• Exercise data:
++++++++++++++++++++
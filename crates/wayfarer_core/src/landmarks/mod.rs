mod alt_query;
mod landmark_heuristic;
mod lm_config;
mod lm_preparation;
mod lm_storage;
mod subnetworks;
mod suggestions;

pub use alt_query::AltQuery;
pub use landmark_heuristic::LandmarkHeuristic;
pub use lm_config::LMConfig;
pub use lm_preparation::LMPreparation;
pub use lm_storage::{LM_CLAMPED, LM_INFINITY, LandmarkStorage};
pub use suggestions::{LandmarkSuggestion, NodeLocator, SUGGESTION_MAX_DISTANCE};
use std::cmp::Ordering;

use crate::{
    constants::INVALID_EDGE,
    types::{EdgeId, EdgeKey, NodeId},
    weighting::Weight,
};

/// Node reached by a search. Entries live in a [`ShortestPathTree`] arena and
/// only link to entries created before them.
#[derive(Copy, Clone, Debug)]
pub struct SptEntry {
    pub node: NodeId,
    /// Edge used to reach `node`, [`INVALID_EDGE`] for a root
    pub edge: EdgeId,
    pub incoming_edge_key: EdgeKey,
    pub parent: Option<usize>,
    /// Weight of the path from the root
    pub weight: Weight,
}

impl SptEntry {
    pub fn root(node: NodeId, weight: Weight) -> Self {
        Self {
            node,
            edge: INVALID_EDGE,
            incoming_edge_key: INVALID_EDGE,
            parent: None,
            weight,
        }
    }

    pub fn is_root(&self) -> bool {
        self.parent.is_none()
    }
}

#[derive(Default)]
pub struct ShortestPathTree {
    entries: Vec<SptEntry>,
}

impl ShortestPathTree {
    pub fn new() -> Self {
        Self::default()
    }

    pub fn push(&mut self, entry: SptEntry) -> usize {
        debug_assert!(entry.parent.is_none_or(|parent| parent < self.entries.len()));
        self.entries.push(entry);
        self.entries.len() - 1
    }

    pub fn entry(&self, index: usize) -> &SptEntry {
        &self.entries[index]
    }

    pub fn len(&self) -> usize {
        self.entries.len()
    }

    pub fn is_empty(&self) -> bool {
        self.entries.is_empty()
    }

    pub fn clear(&mut self) {
        self.entries.clear();
    }

    /// Entries from `index` up to its root
    pub fn walk(&self, index: usize) -> impl Iterator<Item = &SptEntry> {
        let mut current = Some(index);
        std::iter::from_fn(move || {
            let entry = &self.entries[current?];
            current = entry.parent;
            Some(entry)
        })
    }
}

/// Queue element ordered by smallest priority first, then by insertion order
#[derive(Copy, Clone, Debug)]
pub(crate) struct HeapItem {
    pub priority: Weight,
    pub sequence: usize,
    /// Tree entry or node, depending on the search
    pub index: usize,
}

impl PartialEq for HeapItem {
    fn eq(&self, other: &HeapItem) -> bool {
        self.cmp(other) == Ordering::Equal
    }
}

impl Eq for HeapItem {}

impl PartialOrd for HeapItem {
    fn partial_cmp(&self, other: &HeapItem) -> Option<Ordering> {
        Some(self.cmp(other))
    }
}

impl Ord for HeapItem {
    fn cmp(&self, other: &Self) -> Ordering {
        // Flip weight to make this a min-heap
        other
            .priority
            .total_cmp(&self.priority)
            .then_with(|| other.sequence.cmp(&self.sequence))
    }
}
++++++++++++++++++++
• Exercise details:
Write the records out precisely, omitting nothing.

• Output of the task:
filename crates/wayfarer_core/src/landmarks/mod.rs
mod alt_query;
mod landmark_heuristic;
mod lm_config;
mod lm_preparation;
mod lm_storage;
mod subnetworks;
mod suggestions;

pub use alt_query::AltQuery;
pub use landmark_heuristic::LandmarkHeuristic;
pub use lm_config::LMConfig;
pub use lm_preparation::LMPreparation;
pub use lm_storage::{LM_CLAMPED, LM_INFINITY, LandmarkStorage};
pub use suggestions::{LandmarkSuggestion, NodeLocator, SUGGESTION_MAX_DISTANCE};
use std::cmp::Ordering;

use crate::{
    constants::INVALID_EDGE,
    types::{EdgeId, EdgeKey, NodeId},
    weighting::Weight,
};

/// Node reached by a search. Entries live in a [`ShortestPathTree`] arena and
/// only link to entries created before them.
#[derive(Copy, Clone, Debug)]
pub struct SptEntry {
    pub node: NodeId,
    /// Edge used to reach `node`, [`INVALID_EDGE`] for a root
    pub edge: EdgeId,
    pub incoming_edge_key: EdgeKey,
    pub parent: Option<usize>,
    /// Weight of the path from the root
    pub weight: Weight,
}

impl SptEntry {
    pub fn root(node: NodeId, weight: Weight) -> Self {
        Self {
            node,
            edge: INVALID_EDGE,
            incoming_edge_key: INVALID_EDGE,
            parent: None,
            weight,
        }
    }

    pub fn is_root(&self) -> bool {
        self.parent.is_none()
    }
}

#[derive(Default)]
pub struct ShortestPathTree {
    entries: Vec<SptEntry>,
}

impl ShortestPathTree {
    pub fn new() -> Self {
        Self::default()
    }

    pub fn push(&mut self, entry: SptEntry) -> usize {
        debug_assert!(entry.parent.is_none_or(|parent| parent < self.entries.len()));
        self.entries.push(entry);
        self.entries.len() - 1
    }

    pub fn entry(&self, index: usize) -> &SptEntry {
        &self.entries[index]
    }

    pub fn len(&self) -> usize {
        self.entries.len()
    }

    pub fn is_empty(&self) -> bool {
        self.entries.is_empty()
    }

    pub fn clear(&mut self) {
        self.entries.clear();
    }

    /// Entries from `index` up to its root
    pub fn walk(&self, index: usize) -> impl Iterator<Item = &SptEntry> {
        let mut current = Some(index);
        std::iter::from_fn(move || {
            let entry = &self.entries[current?];
            current = entry.parent;
            Some(entry)
        })
    }
}

/// Queue element ordered by smallest priority first, then by insertion order
#[derive(Copy, Clone, Debug)]
pub(crate) struct HeapItem {
    pub priority: Weight,
    pub sequence: usize,
    /// Tree entry or node, depending on the search
    pub index: usize,
}

impl PartialEq for HeapItem {
    fn eq(&self, other: &HeapItem) -> bool {
        self.cmp(other) == Ordering::Equal
    }
}

impl Eq for HeapItem {}

impl PartialOrd for HeapItem {
    fn partial_cmp(&self, other: &HeapItem) -> Option<Ordering> {
        Some(self.cmp(other))
    }
}

impl Ord for HeapItem {
    fn cmp(&self, other: &Self) -> Ordering {
        // Flip weight to make this a min-heap
        other
            .priority
            .total_cmp(&self.priority)
            .then_with(|| other.sequence.cmp(&self.sequence))
    }
}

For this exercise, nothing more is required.